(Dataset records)
************
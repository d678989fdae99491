use std::collections::HashMap;

use chrono::NaiveDateTime;
use serde_json::Value as JsonValue;

/// Values that can be bound as query parameters or read back from a row.
///
/// One enum is shared between parameter binding and result extraction so
/// helper code never branches on driver types:
/// ```rust
/// use sql_gateway::prelude::*;
///
/// let args = vec![
///     Value::Int(1),
///     Value::Text("alice".into()),
///     Value::Bool(true),
/// ];
/// # let _ = args;
/// ```
#[derive(Debug, Clone, PartialEq)]
pub enum Value {
    /// Integer value (64-bit)
    Int(i64),
    /// Floating point value (64-bit)
    Float(f64),
    /// Text/string value
    Text(String),
    /// Boolean value
    Bool(bool),
    /// Timestamp value
    Timestamp(NaiveDateTime),
    /// NULL value
    Null,
    /// JSON value
    Json(JsonValue),
    /// Binary data
    Blob(Vec<u8>),
}

impl Value {
    /// Check if this value is NULL
    #[must_use]
    pub fn is_null(&self) -> bool {
        matches!(self, Self::Null)
    }

    #[must_use]
    pub fn as_int(&self) -> Option<&i64> {
        if let Value::Int(value) = self {
            Some(value)
        } else {
            None
        }
    }

    #[must_use]
    pub fn as_text(&self) -> Option<&str> {
        if let Value::Text(value) = self {
            Some(value)
        } else {
            None
        }
    }

    #[must_use]
    pub fn as_bool(&self) -> Option<&bool> {
        if let Value::Bool(value) = self {
            return Some(value);
        } else if let Some(i) = self.as_int() {
            if *i == 1 {
                return Some(&true);
            } else if *i == 0 {
                return Some(&false);
            }
        }
        None
    }

    #[must_use]
    pub fn as_timestamp(&self) -> Option<NaiveDateTime> {
        if let Value::Timestamp(value) = self {
            return Some(*value);
        } else if let Some(s) = self.as_text() {
            // Try "YYYY-MM-DD HH:MM:SS"
            if let Ok(dt) = NaiveDateTime::parse_from_str(s, "%Y-%m-%d %H:%M:%S") {
                return Some(dt);
            }
            // Try "YYYY-MM-DD HH:MM:SS.SSS"
            if let Ok(dt) = NaiveDateTime::parse_from_str(s, "%Y-%m-%d %H:%M:%S.%3f") {
                return Some(dt);
            }
        }
        None
    }

    #[must_use]
    pub fn as_float(&self) -> Option<f64> {
        if let Value::Float(value) = self {
            Some(*value)
        } else {
            None
        }
    }

    #[must_use]
    pub fn as_blob(&self) -> Option<&[u8]> {
        if let Value::Blob(bytes) = self {
            Some(bytes)
        } else {
            None
        }
    }
}

/// Parameters attached to a query request.
///
/// Positional parameters bind to `?` markers by left-to-right order; named
/// parameters bind `@identifier` tokens by map lookup. `None` means the SQL
/// carries no bound values at all.
#[derive(Debug, Clone, Default, PartialEq)]
pub enum Params {
    /// No parameters.
    #[default]
    None,
    /// Already-positional argument list; passed through unchanged.
    Positional(Vec<Value>),
    /// Named `@identifier` bindings, rewritten to positional markers.
    Named(HashMap<String, Value>),
}

impl Params {
    /// Build named parameters from `(name, value)` pairs. Names are stored
    /// without the `@` prefix.
    #[must_use]
    pub fn named<I, K>(pairs: I) -> Self
    where
        I: IntoIterator<Item = (K, Value)>,
        K: Into<String>,
    {
        Params::Named(pairs.into_iter().map(|(k, v)| (k.into(), v)).collect())
    }

    /// Build positional parameters from a value list.
    #[must_use]
    pub fn positional<I: IntoIterator<Item = Value>>(values: I) -> Self {
        Params::Positional(values.into_iter().collect())
    }
}

/// A SQL string and its parameters bundled together.
///
/// Transaction and batch entries use this shape:
/// ```rust
/// use sql_gateway::prelude::*;
///
/// let entry = QueryAndParams::new(
///     "INSERT INTO t (id, name) VALUES (?, ?)",
///     Params::positional([Value::Int(1), Value::Text("alice".into())]),
/// );
/// # let _ = entry;
/// ```
#[derive(Debug, Clone)]
pub struct QueryAndParams {
    /// The SQL query string
    pub query: String,
    /// The parameters to be bound to the query
    pub params: Params,
}

impl QueryAndParams {
    /// Create a new `QueryAndParams` with the given query string and parameters.
    pub fn new(query: impl Into<String>, params: Params) -> Self {
        Self {
            query: query.into(),
            params,
        }
    }

    /// Create a new `QueryAndParams` with no parameters.
    pub fn new_without_params(query: impl Into<String>) -> Self {
        Self {
            query: query.into(),
            params: Params::None,
        }
    }
}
************
Reproduce every record above exactly as it is written.

repository d678989fdae99491
use std::collections::HashMap;

use chrono::NaiveDateTime;
use serde_json::Value as JsonValue;

/// Values that can be bound as query parameters or read back from a row.
///
/// One enum is shared between parameter binding and result extraction so
/// helper code never branches on driver types:
/// ```rust
/// use sql_gateway::prelude::*;
///
/// let args = vec![
///     Value::Int(1),
///     Value::Text("alice".into()),
///     Value::Bool(true),
/// ];
/// # let _ = args;
/// ```
#[derive(Debug, Clone, PartialEq)]
pub enum Value {
    /// Integer value (64-bit)
    Int(i64),
    /// Floating point value (64-bit)
    Float(f64),
    /// Text/string value
    Text(String),
    /// Boolean value
    Bool(bool),
    /// Timestamp value
    Timestamp(NaiveDateTime),
    /// NULL value
    Null,
    /// JSON value
    Json(JsonValue),
    /// Binary data
    Blob(Vec<u8>),
}

impl Value {
    /// Check if this value is NULL
    #[must_use]
    pub fn is_null(&self) -> bool {
        matches!(self, Self::Null)
    }

    #[must_use]
    pub fn as_int(&self) -> Option<&i64> {
        if let Value::Int(value) = self {
            Some(value)
        } else {
            None
        }
    }

    #[must_use]
    pub fn as_text(&self) -> Option<&str> {
        if let Value::Text(value) = self {
            Some(value)
        } else {
            None
        }
    }

    #[must_use]
    pub fn as_bool(&self) -> Option<&bool> {
        if let Value::Bool(value) = self {
            return Some(value);
        } else if let Some(i) = self.as_int() {
            if *i == 1 {
                return Some(&true);
            } else if *i == 0 {
                return Some(&false);
            }
        }
        None
    }

    #[must_use]
    pub fn as_timestamp(&self) -> Option<NaiveDateTime> {
        if let Value::Timestamp(value) = self {
            return Some(*value);
        } else if let Some(s) = self.as_text() {
            // Try "YYYY-MM-DD HH:MM:SS"
            if let Ok(dt) = NaiveDateTime::parse_from_str(s, "%Y-%m-%d %H:%M:%S") {
                return Some(dt);
            }
            // Try "YYYY-MM-DD HH:MM:SS.SSS"
            if let Ok(dt) = NaiveDateTime::parse_from_str(s, "%Y-%m-%d %H:%M:%S.%3f") {
                return Some(dt);
            }
        }
        None
    }

    #[must_use]
    pub fn as_float(&self) -> Option<f64> {
        if let Value::Float(value) = self {
            Some(*value)
        } else {
            None
        }
    }

    #[must_use]
    pub fn as_blob(&self) -> Option<&[u8]> {
        if let Value::Blob(bytes) = self {
            Some(bytes)
        } else {
            None
        }
    }
}

/// Parameters attached to a query request.
///
/// Positional parameters bind to `?` markers by left-to-right order; named
/// parameters bind `@identifier` tokens by map lookup. `None` means the SQL
/// carries no bound values at all.
#[derive(Debug, Clone, Default, PartialEq)]
pub enum Params {
    /// No parameters.
    #[default]
    None,
    /// Already-positional argument list; passed through unchanged.
    Positional(Vec<Value>),
    /// Named `@identifier` bindings, rewritten to positional markers.
    Named(HashMap<String, Value>),
}

impl Params {
    /// Build named parameters from `(name, value)` pairs. Names are stored
    /// without the `@` prefix.
    #[must_use]
    pub fn named<I, K>(pairs: I) -> Self
    where
        I: IntoIterator<Item = (K, Value)>,
        K: Into<String>,
    {
        Params::Named(pairs.into_iter().map(|(k, v)| (k.into(), v)).collect())
    }

    /// Build positional parameters from a value list.
    #[must_use]
    pub fn positional<I: IntoIterator<Item = Value>>(values: I) -> Self {
        Params::Positional(values.into_iter().collect())
    }
}

/// A SQL string and its parameters bundled together.
///
/// Transaction and batch entries use this shape:
/// ```rust
/// use sql_gateway::prelude::*;
///
/// let entry = QueryAndParams::new(
///     "INSERT INTO t (id, name) VALUES (?, ?)",
///     Params::positional([Value::Int(1), Value::Text("alice".into())]),
/// );
/// # let _ = entry;
/// ```
#[derive(Debug, Clone)]
pub struct QueryAndParams {
    /// The SQL query string
    pub query: String,
    /// The parameters to be bound to the query
    pub params: Params,
}

impl QueryAndParams {
    /// Create a new `QueryAndParams` with the given query string and parameters.
    pub fn new(query: impl Into<String>, params: Params) -> Self {
        Self {
            query: query.into(),
            params,
        }
    }

    /// Create a new `QueryAndParams` with no parameters.
    pub fn new_without_params(query: impl Into<String>) -> Self {
        Self {
            query: query.into(),
            params: Params::None,
        }
    }
}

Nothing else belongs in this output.